[Collected data]

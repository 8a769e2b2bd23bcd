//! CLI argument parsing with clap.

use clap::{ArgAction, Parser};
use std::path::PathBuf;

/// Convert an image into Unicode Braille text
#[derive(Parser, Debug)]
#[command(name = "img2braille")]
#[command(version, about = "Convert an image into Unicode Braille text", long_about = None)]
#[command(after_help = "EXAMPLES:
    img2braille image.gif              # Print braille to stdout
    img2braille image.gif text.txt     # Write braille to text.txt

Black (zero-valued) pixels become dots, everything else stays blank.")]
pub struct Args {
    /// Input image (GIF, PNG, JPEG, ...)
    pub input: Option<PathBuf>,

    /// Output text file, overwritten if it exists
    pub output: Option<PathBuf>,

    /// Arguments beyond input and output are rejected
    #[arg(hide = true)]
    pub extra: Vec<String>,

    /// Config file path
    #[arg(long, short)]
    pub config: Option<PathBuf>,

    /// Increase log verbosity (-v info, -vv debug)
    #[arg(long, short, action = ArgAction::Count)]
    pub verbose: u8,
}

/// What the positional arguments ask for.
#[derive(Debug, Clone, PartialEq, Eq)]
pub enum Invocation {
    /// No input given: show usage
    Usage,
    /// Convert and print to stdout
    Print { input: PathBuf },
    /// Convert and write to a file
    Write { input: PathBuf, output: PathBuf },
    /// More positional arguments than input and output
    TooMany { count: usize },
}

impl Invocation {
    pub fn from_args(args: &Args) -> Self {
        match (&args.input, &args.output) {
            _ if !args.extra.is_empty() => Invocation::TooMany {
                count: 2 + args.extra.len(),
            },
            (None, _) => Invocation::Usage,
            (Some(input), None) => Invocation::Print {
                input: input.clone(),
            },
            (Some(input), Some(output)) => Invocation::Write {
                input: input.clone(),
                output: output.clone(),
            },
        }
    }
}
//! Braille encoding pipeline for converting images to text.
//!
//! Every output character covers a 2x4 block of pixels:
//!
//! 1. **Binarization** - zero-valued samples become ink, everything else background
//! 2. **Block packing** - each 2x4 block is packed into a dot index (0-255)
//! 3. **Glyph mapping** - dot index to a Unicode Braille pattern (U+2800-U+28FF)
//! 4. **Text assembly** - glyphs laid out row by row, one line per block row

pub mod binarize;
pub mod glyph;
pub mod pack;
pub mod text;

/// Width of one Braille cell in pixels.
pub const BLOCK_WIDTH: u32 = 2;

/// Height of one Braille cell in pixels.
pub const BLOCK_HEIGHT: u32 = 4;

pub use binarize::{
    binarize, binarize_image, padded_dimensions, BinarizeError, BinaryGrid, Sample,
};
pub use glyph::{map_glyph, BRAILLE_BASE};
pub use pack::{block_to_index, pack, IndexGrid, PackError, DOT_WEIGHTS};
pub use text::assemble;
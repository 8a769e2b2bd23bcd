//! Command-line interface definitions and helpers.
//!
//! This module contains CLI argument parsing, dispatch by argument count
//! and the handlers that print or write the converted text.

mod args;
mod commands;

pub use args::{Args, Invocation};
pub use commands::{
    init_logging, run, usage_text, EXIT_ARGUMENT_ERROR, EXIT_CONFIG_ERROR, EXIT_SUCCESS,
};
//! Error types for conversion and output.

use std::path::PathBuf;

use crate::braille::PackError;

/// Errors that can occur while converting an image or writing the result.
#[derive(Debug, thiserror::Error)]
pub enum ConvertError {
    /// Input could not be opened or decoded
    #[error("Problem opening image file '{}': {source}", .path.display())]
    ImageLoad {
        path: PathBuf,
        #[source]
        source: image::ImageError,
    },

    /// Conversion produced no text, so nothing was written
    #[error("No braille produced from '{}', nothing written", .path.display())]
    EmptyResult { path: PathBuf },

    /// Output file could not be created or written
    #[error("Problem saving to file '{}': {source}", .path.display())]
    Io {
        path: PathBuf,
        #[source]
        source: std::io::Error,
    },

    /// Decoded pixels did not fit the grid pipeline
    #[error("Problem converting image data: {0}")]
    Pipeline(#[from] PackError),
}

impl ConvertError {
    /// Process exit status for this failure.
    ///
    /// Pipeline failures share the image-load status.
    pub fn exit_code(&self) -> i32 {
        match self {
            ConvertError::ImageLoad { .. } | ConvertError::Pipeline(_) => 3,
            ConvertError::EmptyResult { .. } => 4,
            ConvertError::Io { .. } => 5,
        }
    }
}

_WHAT IS BEING ASKED_
Retype every record above exactly.

_WRITTEN RESPONSE_
repository 8a769e2b2bd23bcd
//! CLI argument parsing with clap.

use clap::{ArgAction, Parser};
use std::path::PathBuf;

/// Convert an image into Unicode Braille text
#[derive(Parser, Debug)]
#[command(name = "img2braille")]
#[command(version, about = "Convert an image into Unicode Braille text", long_about = None)]
#[command(after_help = "EXAMPLES:
    img2braille image.gif              # Print braille to stdout
    img2braille image.gif text.txt     # Write braille to text.txt

Black (zero-valued) pixels become dots, everything else stays blank.")]
pub struct Args {
    /// Input image (GIF, PNG, JPEG, ...)
    pub input: Option<PathBuf>,

    /// Output text file, overwritten if it exists
    pub output: Option<PathBuf>,

    /// Arguments beyond input and output are rejected
    #[arg(hide = true)]
    pub extra: Vec<String>,

    /// Config file path
    #[arg(long, short)]
    pub config: Option<PathBuf>,

    /// Increase log verbosity (-v info, -vv debug)
    #[arg(long, short, action = ArgAction::Count)]
    pub verbose: u8,
}

/// What the positional arguments ask for.
#[derive(Debug, Clone, PartialEq, Eq)]
pub enum Invocation {
    /// No input given: show usage
    Usage,
    /// Convert and print to stdout
    Print { input: PathBuf },
    /// Convert and write to a file
    Write { input: PathBuf, output: PathBuf },
    /// More positional arguments than input and output
    TooMany { count: usize },
}

impl Invocation {
    pub fn from_args(args: &Args) -> Self {
        match (&args.input, &args.output) {
            _ if !args.extra.is_empty() => Invocation::TooMany {
                count: 2 + args.extra.len(),
            },
            (None, _) => Invocation::Usage,
            (Some(input), None) => Invocation::Print {
                input: input.clone(),
            },
            (Some(input), Some(output)) => Invocation::Write {
                input: input.clone(),
                output: output.clone(),
            },
        }
    }
}
//! Braille encoding pipeline for converting images to text.
//!
//! Every output character covers a 2x4 block of pixels:
//!
//! 1. **Binarization** - zero-valued samples become ink, everything else background
//! 2. **Block packing** - each 2x4 block is packed into a dot index (0-255)
//! 3. **Glyph mapping** - dot index to a Unicode Braille pattern (U+2800-U+28FF)
//! 4. **Text assembly** - glyphs laid out row by row, one line per block row

pub mod binarize;
pub mod glyph;
pub mod pack;
pub mod text;

/// Width of one Braille cell in pixels.
pub const BLOCK_WIDTH: u32 = 2;

/// Height of one Braille cell in pixels.
pub const BLOCK_HEIGHT: u32 = 4;

pub use binarize::{
    binarize, binarize_image, padded_dimensions, BinarizeError, BinaryGrid, Sample,
};
pub use glyph::{map_glyph, BRAILLE_BASE};
pub use pack::{block_to_index, pack, IndexGrid, PackError, DOT_WEIGHTS};
pub use text::assemble;
repository 8a769e2b2bd23bcd
//! Command-line interface definitions and helpers.
//!
//! This module contains CLI argument parsing, dispatch by argument count
//! and the handlers that print or write the converted text.

mod args;
mod commands;

pub use args::{Args, Invocation};
pub use commands::{
    init_logging, run, usage_text, EXIT_ARGUMENT_ERROR, EXIT_CONFIG_ERROR, EXIT_SUCCESS,
};
//! Error types for conversion and output.

use std::path::PathBuf;

use crate::braille::PackError;

/// Errors that can occur while converting an image or writing the result.
#[derive(Debug, thiserror::Error)]
pub enum ConvertError {
    /// Input could not be opened or decoded
    #[error("Problem opening image file '{}': {source}", .path.display())]
    ImageLoad {
        path: PathBuf,
        #[source]
        source: image::ImageError,
    },

    /// Conversion produced no text, so nothing was written
    #[error("No braille produced from '{}', nothing written", .path.display())]
    EmptyResult { path: PathBuf },

    /// Output file could not be created or written
    #[error("Problem saving to file '{}': {source}", .path.display())]
    Io {
        path: PathBuf,
        #[source]
        source: std::io::Error,
    },

    /// Decoded pixels did not fit the grid pipeline
    #[error("Problem converting image data: {0}")]
    Pipeline(#[from] PackError),
}

impl ConvertError {
    /// Process exit status for this failure.
    ///
    /// Pipeline failures share the image-load status.
    pub fn exit_code(&self) -> i32 {
        match self {
            ConvertError::ImageLoad { .. } | ConvertError::Pipeline(_) => 3,
            ConvertError::EmptyResult { .. } => 4,
            ConvertError::Io { .. } => 5,
        }
    }
}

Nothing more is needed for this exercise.